Thank you for the quick reply !

The context is what I am looking into right now, and It is indeed a right solution to my original question. I just want to know a little bit more detail if you do not mind, you said:

"I typically destroy it by placing a callback in the cleanup hook of the req->pool. "

What exactly is the callback function that I need to look for ? When it executes, can we be sure that all the data has been processed, and our ctx will be maintained at that state ?

Best, Vu

On 03/12/2013 10:36 AM, Sorin Manolache wrote:
On 2013-03-12 10:16, Hoang-Vu Dang wrote:
Hi all,

When I write an input_filter, I notice that the data sent from client is
not always available in one chunk if it's large.

In other words, The input_filter() function will be called multiple
times per request. My question is how to have a control on this (for
example the size of the chunk until it breaks in to two) ? what should
we look into in order to check if the two filters are called from the
same request.


You can keep the state from one filter invokation to the other in f->ctx, the filter's context.

There are many ways to do this.

One way I've seen is to check if f->ctx is NULL (if it was NULL then it would mean that it is the first invokation of the filter). If it's NULL, we build the context. Subsequent invokations have the context != NULL. You'll have to destroy the context at the end of the request. I typically destroy it by placing a callback in the cleanup hook of the req->pool.

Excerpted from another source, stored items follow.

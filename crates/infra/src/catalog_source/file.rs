use std::path::PathBuf;

use async_trait::async_trait;

use storefront_inventory::Catalog;

use super::{CatalogSource, LoadError, parse_catalog};

/// Catalog document on the local filesystem (same shape as the remote one).
#[derive(Debug, Clone)]
pub struct FileCatalogSource {
    path: PathBuf,
}

impl FileCatalogSource {
    pub fn new(path: impl Into<PathBuf>) -> Self {
        Self { path: path.into() }
    }
}

#[async_trait]
impl CatalogSource for FileCatalogSource {
    async fn fetch(&self) -> Result<Catalog, LoadError> {
        let bytes = tokio::fs::read(&self.path)
            .await
            .map_err(|source| LoadError::Io {
                path: self.path.clone(),
                source,
            })?;
        parse_catalog(&bytes)
    }

    fn describe(&self) -> String {
        self.path.display().to_string()
    }
}
//! Domain error model.

use thiserror::Error;

/// Result type used across the domain layer.
pub type DomainResult<T> = Result<T, DomainError>;

/// Domain-level error.
///
/// Keep this focused on deterministic, business/domain failures (validation,
/// invariants). Infrastructure concerns belong elsewhere.
#[derive(Debug, Error, Clone, PartialEq, Eq)]
pub enum DomainError {
    /// A value failed validation (e.g. malformed input).
    #[error("validation failed: {0}")]
    Validation(String),

    /// A domain invariant was violated.
    #[error("invariant violated: {0}")]
    InvariantViolation(String),

    /// An identifier was invalid (e.g. parse failure).
    #[error("invalid identifier: {0}")]
    InvalidId(String),
}

impl DomainError {
    pub fn validation(msg: impl Into<String>) -> Self {
        Self::Validation(msg.into())
    }

    pub fn invariant(msg: impl Into<String>) -> Self {
        Self::InvariantViolation(msg.into())
    }

    pub fn invalid_id(msg: impl Into<String>) -> Self {
        Self::InvalidId(msg.into())
    }
}
//! Confirmation prompts before destructive operations.

use std::io::{self, BufRead, Write};

/// Ask a yes/no question; anything but an explicit yes is a no.
pub fn confirm(question: &str) -> io::Result<bool> {
    let stdin = io::stdin();
    let mut stdout = io::stdout();
    confirm_with(question, &mut stdin.lock(), &mut stdout)
}

pub fn confirm_with<R: BufRead, W: Write>(
    question: &str,
    input: &mut R,
    output: &mut W,
) -> io::Result<bool> {
    write!(output, "{question} [y/N] ")?;
    output.flush()?;

    let mut answer = String::new();
    input.read_line(&mut answer)?;
    Ok(matches!(
        answer.trim().to_ascii_lowercase().as_str(),
        "y" | "yes" | "s" | "si" | "sí"
    ))
}
//! # Strategies
//!
//! Interchangeable decision rules for the simplex method.
pub mod pivot_rule;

Another way to destroy it, but in my opinion a wrong way, is to destroy it when you encounter EOS in the data processed by the filter. I'd say it's wrong because a wrongly written filter could send data _after_ an EOS bucket and then you could not distinguish between a new request and a request sending data after EOS.

Another way to initialize the context is by placing a filter init function when you declare the filter and to initialize the context in this function. This is more elegant in my opinion, because the context is already initialized when the filter is called the first time.

The filter context could be any structure, so you can track the filter processing state in it.